The Consolidated Omnibus Budget Reconciliation Act of 1985 is commonly called COBRA, which rolls off the tongue a little better. COBRA is a federal statute that requires employers with 20 or more employees to provide health care continuation benefits. The employer must have an existing group health plan, and there must be a qualifying event. The “qualifying event” is typically voluntary or involuntary termination of employment (for reasons other than gross misconduct) or reduction in hours. Spouses and dependents of covered employees are eligible for continuation in those cases, as well as in cases where the employee becomes entitled to Medicare, death of the employee, or divorce or legal separation. The employer can charge up to 102 percent of the group rate, and benefits continue for up to 18 months (or longer, depending on the particular qualifying event).
The mini-COBRAs are clearly patterned after COBRA, and due to recent changes in the law, Missouri in particular has essentially adopted COBRA for otherwise exempt employers.
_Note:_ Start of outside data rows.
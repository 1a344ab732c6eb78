use serde::{Deserialize, Serialize};

/// Parameters accepted by the /api/check-stream endpoint.
///
/// Both fields are required by the checker. They stay optional here so a
/// partially filled query string can be merged with a POST body before the
/// presence check runs.
#[derive(Debug, Clone, Default, Serialize, Deserialize, PartialEq, Eq)]
#[serde(rename_all = "camelCase")]
pub struct StreamCheckParams {
    /// Twitch application (client) identifier.
    pub client_id: Option<String>,
    /// Login name of the channel to look up.
    pub streamer_username: Option<String>,
}

impl StreamCheckParams {
    /// Fill any missing field from `other`. Fields already set win.
    pub fn or(self, other: StreamCheckParams) -> StreamCheckParams {
        StreamCheckParams {
            client_id: non_empty(self.client_id).or_else(|| non_empty(other.client_id)),
            streamer_username: non_empty(self.streamer_username)
                .or_else(|| non_empty(other.streamer_username)),
        }
    }

    /// Returns a complete request, or None when either parameter is missing or empty.
    pub fn into_request(self) -> Option<StreamCheckRequest> {
        Some(StreamCheckRequest {
            client_id: non_empty(self.client_id)?,
            streamer_username: non_empty(self.streamer_username)?,
        })
    }
}

fn non_empty(value: Option<String>) -> Option<String> {
    value.filter(|v| !v.is_empty())
}

/// A validated stream status request.
#[derive(Debug, Clone, Serialize, Deserialize, PartialEq, Eq)]
#[serde(rename_all = "camelCase")]
pub struct StreamCheckRequest {
    /// Twitch application (client) identifier.
    pub client_id: String,
    /// Login name of the channel to look up.
    pub streamer_username: String,
}

impl StreamCheckRequest {
    pub fn new(client_id: impl Into<String>, streamer_username: impl Into<String>) -> Self {
        StreamCheckRequest {
            client_id: client_id.into(),
            streamer_username: streamer_username.into(),
        }
    }
}
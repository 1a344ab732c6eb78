//! Stream status checker: token, user, then stream, strictly in order.
//!
//! Each step needs the previous step's output, so the first failure ends
//! the check. A missing user is an outcome, not an error.

use chrono::Utc;
use tracing::{info, instrument, warn};

use crate::config::TwitchConfig;
use crate::error::CheckError;
use crate::models::request::StreamCheckRequest;
use crate::models::status::{StreamCheckOutcome, StreamStatus};
use crate::twitch::TwitchClient;

/// Orchestrates the upstream calls for a single check.
pub struct StreamStatusChecker {
    client: TwitchClient,
}

impl StreamStatusChecker {
    /// Creates a checker over the given Twitch client.
    pub fn new(client: TwitchClient) -> Self {
        StreamStatusChecker { client }
    }

    pub fn from_config(config: TwitchConfig) -> Self {
        StreamStatusChecker::new(TwitchClient::new(config))
    }

    /// Run one check. The token is used for this call only and then dropped.
    #[instrument(skip_all, fields(streamer = %request.streamer_username))]
    pub async fn check(&self, request: &StreamCheckRequest) -> Result<StreamCheckOutcome, CheckError> {
        info!("checking stream status");

        let token = self.client.fetch_app_token(&request.client_id).await?;

        let user = self
            .client
            .find_user(&request.client_id, &token, &request.streamer_username)
            .await?;
        let Some(user) = user else {
            warn!("streamer not found");
            return Ok(StreamCheckOutcome::NotFound {
                streamer: request.streamer_username.clone(),
            });
        };

        let stream = self
            .client
            .find_stream(&request.client_id, &token, &user.id)
            .await?;

        let status = StreamStatus::new(user.display_name, stream, Utc::now());
        info!(is_live = status.is_live, "stream status resolved");
        Ok(StreamCheckOutcome::Found(status))
    }
}
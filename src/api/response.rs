//! Response builders. Every response leaves here with the CORS headers set.

use http::header::{
    ACCESS_CONTROL_ALLOW_HEADERS, ACCESS_CONTROL_ALLOW_METHODS, ACCESS_CONTROL_ALLOW_ORIGIN,
    CONTENT_TYPE,
};
use http::response::Builder;
use serde::Serialize;
use vercel_runtime::{Body, Error, Response, StatusCode};

pub const ALLOWED_METHODS: &str = "GET, POST, OPTIONS";

fn with_cors(builder: Builder) -> Builder {
    builder
        .header(ACCESS_CONTROL_ALLOW_ORIGIN, "*")
        .header(ACCESS_CONTROL_ALLOW_METHODS, ALLOWED_METHODS)
        .header(ACCESS_CONTROL_ALLOW_HEADERS, "Content-Type")
}

/// JSON response with the given status.
pub fn json<T: Serialize>(status: StatusCode, payload: &T) -> Result<Response<Body>, Error> {
    Ok(with_cors(Response::builder())
        .status(status)
        .header(CONTENT_TYPE, "application/json")
        .body(Body::Text(serde_json::to_string(payload)?))?)
}

/// Empty 200 for CORS preflight.
pub fn preflight() -> Result<Response<Body>, Error> {
    Ok(with_cors(Response::builder())
        .status(StatusCode::OK)
        .body(Body::Empty)?)
}
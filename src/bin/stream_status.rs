//! CLI tool to run a single stream status check from a terminal.
//!
//! Prints the JSON body `/api/check-stream` would return and exits non-zero
//! unless the endpoint would have answered 200.

use std::process::ExitCode;

use clap::Parser;
use serde::Serialize;
use tracing::error;
use twitch_stream_status::api::NOT_FOUND;
use twitch_stream_status::checker::StreamStatusChecker;
use twitch_stream_status::config::TwitchConfig;
use twitch_stream_status::models::request::StreamCheckRequest;
use twitch_stream_status::models::status::{ErrorBody, StreamCheckOutcome};
use twitch_stream_status::telemetry;

#[derive(Debug, Parser)]
#[command(name = "stream_status", version, about = "Check whether a Twitch channel is live")]
struct Args {
    /// Twitch application client id
    #[arg(long, env = "TWITCH_CLIENT_ID")]
    client_id: String,

    /// Login name of the channel
    #[arg(long)]
    streamer: String,

    /// Print single-line JSON
    #[arg(long)]
    compact: bool,

    /// Enable debug logging
    #[arg(short, long)]
    verbose: bool,
}

#[tokio::main]
async fn main() -> ExitCode {
    let args = Args::parse();
    telemetry::init_pretty(args.verbose);

    let config = match TwitchConfig::from_env() {
        Ok(config) => config,
        Err(err) => {
            error!(error = %err, "failed to load configuration");
            return ExitCode::FAILURE;
        }
    };

    let checker = StreamStatusChecker::from_config(config);
    let request = StreamCheckRequest::new(args.client_id, args.streamer);

    let (status, printed) = match checker.check(&request).await {
        Ok(StreamCheckOutcome::Found(status)) => (200, render(&status, args.compact)),
        Ok(StreamCheckOutcome::NotFound { streamer }) => (
            404,
            render(&ErrorBody::new(NOT_FOUND).with_streamer(streamer), args.compact),
        ),
        Err(err) => (500, render(&ErrorBody::new(err.to_string()), args.compact)),
    };

    match printed {
        Ok(json) => println!("{json}"),
        Err(err) => {
            error!(error = %err, "failed to serialize result");
            return ExitCode::FAILURE;
        }
    }
    eprintln!("status: {status}");

    if status == 200 {
        ExitCode::SUCCESS
    } else {
        ExitCode::FAILURE
    }
}

fn render<T: Serialize>(payload: &T, compact: bool) -> serde_json::Result<String> {
    if compact {
        serde_json::to_string(payload)
    } else {
        serde_json::to_string_pretty(payload)
    }
}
Prior to 2009, Missouri had adopted a more limited version of COBRA. It limited benefits to nine months and required employees to have been covered for at least three months prior to the qualifying event. In 2009, however, the Missouri legislature, perhaps in connection with the rise in unemployment at that time, adopted Missouri House Bill 231, which provided for wholesale adoption of COBRA benefits for all employers with group health plans otherwise excluded from COBRA (i.e., those employers with under 20 employees). As under COBRA, a qualifying event is the voluntary or involuntary termination of employment (except termination for cause), or in the case of a spouse or dependent, divorce or the employee’s qualification for Medicare. Coverage can continue up to 18 months (or until the employee qualifies for other group health insurance) with up to 102 percent of the group rate being charged to the beneficiary.
Illinois has three separate laws that are analogous to COBRA: the Illinois Continuation Law, the Illinois Spousal Continuation Law and the Illinois Dependent Child Continuation Law. Each law differs slightly, but in short, Illinois law requires that all employers, regardless of size, offer continuation coverage to employees and their spouses and dependents. The employee must have been covered for three months prior to the qualifying event (though spouses and dependents need only be covered the day before). Coverage is limited to nine months for the employee and their spouses and beneficiaries, but spouses of widowed or divorced beneficiaries can receive coverage for up to two years. Unlike COBRA, the premiums cannot exceed the group rate.
Employers and employees both need to know their rights with respect to employee benefits (of which COBRA is just a small fraction!)—it creates peace of mind for employees and helps employers plan for the future.